日本の家計部門の貯蓄率が急速に低くなっていることを知っているだろうか。
OECDのエコノミック・アウトルックの付属統計表の数字で見ると、
1990年代の初めには15%もあった日本の家計部門の貯蓄率は、2007年には3%前後まで下がっている。
大変な下がりようである。米国の家計部門の貯蓄率が低いということがよく話題になるが、
場合によっては日本の貯蓄率のほうが米国よりも低くなる可能性もありうる、と指摘するエコノミストもいる。
日本の貯蓄率は国際的に見ても高いほうであると考えている人が意外と多いようだが、
家計部門で見るかぎり、日本の水準は世界的に見ても非常に低い水準となっている。
こうした動きは将来の日本経済の姿を考えるうえでも非常に重要なポイントとなるのだ。
そもそも、なぜ日本の貯蓄率はこんなにも急速に下がってきたのだろうか。
その要因はいろいろあるだろうが、もっとも説得的な理由は少子高齢化の進行である。
人口のなかに占める高齢者の割合が増えるほど、経済全体の家計部門の貯蓄率は低くなる傾向になる。
一般人は現役時代に貯蓄して老後の生活資金を蓄え、引退後はそれを切り崩して生活資金に充てていく。
その結果、現役世代の貯蓄率は高くなるが、高齢世帯の多くは貯蓄率がマイナスとなるのだ。
以上で述べたことは、いまの日本経済の一般的な認識とはかなり異なる。
よく知られているように、日本国民が保有している金融資産の額はきわめて大きい。
年間可処分所得との比で見ると、国民1人当たり約4倍の金融資産を保有している。
ドイツやフランスの2倍、米国や英国の3倍に比べて群を抜いている。
金額で見ても、約1400兆円あるといわれる個人金融資産の70%前後が60歳以上の層に保有されている。

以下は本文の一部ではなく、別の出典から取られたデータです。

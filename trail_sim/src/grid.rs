//! Named pheromone layers over a fixed 50x50 region grid.
//!
//! Every layer stores one `u8` per cell, so values can never leave `[0, 255]`;
//! writers that compute in wider integers go through [`Layer::set_clamped`].
//! Layers live in an ordered map, which keeps per-tick iteration (and the
//! random draws it performs) stable across runs.

use std::collections::{btree_map, BTreeMap, BTreeSet};

use crate::geometry::{TilePos, GRID_CELLS};

/// Layer routing agents back to their base.
pub const HOME_LAYER: &str = "home";
/// Layer laid by agents returning from a resource node.
pub const ENERGY_LAYER: &str = "energy";
/// Layer laid by agents returning from an upgrade target.
pub const CONTROLLER_LAYER: &str = "controller";

/// Per-tick decrement shared by diffusion and dissipation:
/// `max(floor(value * rate), 1)`.
pub fn proportional_step(value: u8, rate: f64) -> u8 {
    let scaled = (value as f64 * rate).floor();
    scaled.clamp(1.0, u8::MAX as f64) as u8
}

/// One dense scalar field.
#[derive(Clone, PartialEq, Eq)]
pub struct Layer {
    cells: Vec<u8>,
}

impl Default for Layer {
    fn default() -> Self {
        Self::new()
    }
}

impl Layer {
    pub fn new() -> Self {
        Self {
            cells: vec![0; GRID_CELLS],
        }
    }

    /// Wraps row-major cell values; `None` unless exactly 2500 values are given.
    pub fn from_cells(cells: Vec<u8>) -> Option<Self> {
        if cells.len() == GRID_CELLS {
            Some(Self { cells })
        } else {
            None
        }
    }

    #[inline]
    pub fn get(&self, pos: TilePos) -> u8 {
        self.cells[pos.index()]
    }

    #[inline]
    pub fn set(&mut self, pos: TilePos, value: u8) {
        self.cells[pos.index()] = value;
    }

    /// Writes `value` after clamping it into `[0, 255]`.
    #[inline]
    pub fn set_clamped(&mut self, pos: TilePos, value: i32) {
        self.set(pos, value.clamp(0, u8::MAX as i32) as u8);
    }

    /// Row-major view of all cells.
    pub fn cells(&self) -> &[u8] {
        &self.cells
    }

    pub(crate) fn cells_mut(&mut self) -> &mut [u8] {
        &mut self.cells
    }

    pub fn total(&self) -> u64 {
        self.cells.iter().map(|&value| value as u64).sum()
    }

    pub fn max(&self) -> u8 {
        self.cells.iter().copied().max().unwrap_or(0)
    }

    pub fn non_zero_cells(&self) -> usize {
        self.cells.iter().filter(|&&value| value > 0).count()
    }

    /// Iterates `(position, value)` pairs in row-major order.
    pub fn iter(&self) -> impl Iterator<Item = (TilePos, u8)> + '_ {
        self.cells.iter().enumerate().filter_map(|(index, &value)| {
            TilePos::from_index(index).map(|pos| (pos, value))
        })
    }
}

impl std::fmt::Debug for Layer {
    fn fmt(&self, f: &mut std::fmt::Formatter<'_>) -> std::fmt::Result {
        f.debug_struct("Layer")
            .field("total", &self.total())
            .field("max", &self.max())
            .field("non_zero", &self.non_zero_cells())
            .finish()
    }
}

/// All pheromone layers of one region plus the set of layers written since
/// the last persistence sync.
#[derive(Debug, Clone, Default, PartialEq, Eq)]
pub struct PheromoneGrid {
    layers: BTreeMap<String, Layer>,
    dirty: BTreeSet<String>,
}

impl PheromoneGrid {
    /// Empty grid without any layer.
    pub fn new() -> Self {
        Self::default()
    }

    /// Grid pre-populated with the `controller`, `energy` and `home` layers.
    pub fn with_default_layers() -> Self {
        let mut grid = Self::new();
        for name in [CONTROLLER_LAYER, ENERGY_LAYER, HOME_LAYER] {
            grid.layers.insert(name.to_string(), Layer::new());
        }
        grid
    }

    /// Returns the named layer, creating an empty one on first reference.
    pub fn ensure_layer(&mut self, name: &str) -> &mut Layer {
        self.layers.entry(name.to_string()).or_default()
    }

    /// Replaces (or adds) a layer wholesale without marking it dirty; used when
    /// restoring persisted state.
    pub fn insert_layer(&mut self, name: impl Into<String>, layer: Layer) {
        self.layers.insert(name.into(), layer);
    }

    pub fn layer(&self, name: &str) -> Option<&Layer> {
        self.layers.get(name)
    }

    pub fn contains_layer(&self, name: &str) -> bool {
        self.layers.contains_key(name)
    }

    /// Value of `name` at `pos`; unknown layers read as 0.
    pub fn level(&self, name: &str, pos: TilePos) -> u8 {
        self.layers.get(name).map(|layer| layer.get(pos)).unwrap_or(0)
    }

    /// Writes one cell, creating the layer if needed, and marks it dirty.
    pub fn set_level(&mut self, name: &str, pos: TilePos, value: u8) {
        self.ensure_layer(name).set(pos, value);
        self.mark_dirty(name);
    }

    pub fn layer_names(&self) -> impl Iterator<Item = &str> {
        self.layers.keys().map(String::as_str)
    }

    pub fn layer_count(&self) -> usize {
        self.layers.len()
    }

    pub fn iter(&self) -> btree_map::Iter<'_, String, Layer> {
        self.layers.iter()
    }

    /// Mutable access to every layer in name order. Callers that change cell
    /// values are responsible for [`PheromoneGrid::mark_dirty`].
    pub fn iter_mut(&mut self) -> btree_map::IterMut<'_, String, Layer> {
        self.layers.iter_mut()
    }

    pub fn mark_dirty(&mut self, name: &str) {
        if !self.dirty.contains(name) {
            self.dirty.insert(name.to_string());
        }
    }

    pub fn mark_all_dirty(&mut self) {
        self.dirty = self.layers.keys().cloned().collect();
    }

    pub fn is_dirty(&self, name: &str) -> bool {
        self.dirty.contains(name)
    }

    pub fn dirty_layers(&self) -> impl Iterator<Item = &str> {
        self.dirty.iter().map(String::as_str)
    }

    /// Drains the dirty set, returning the layer names in order.
    pub fn take_dirty(&mut self) -> Vec<String> {
        std::mem::take(&mut self.dirty).into_iter().collect()
    }
}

大金持ちは少ないが、小金を貯めている高齢者が多くいるのだ。
いま日本でいわれているのは、多くの高齢者が貯蓄に励みすぎ、消費が少ないことが日本の内需不振を
招いているということだ。国民がもっと積極的に消費を行なえば、日本経済もこれだけ輸出に頼る必要がない、
という思いをもっている人は多いはずだ。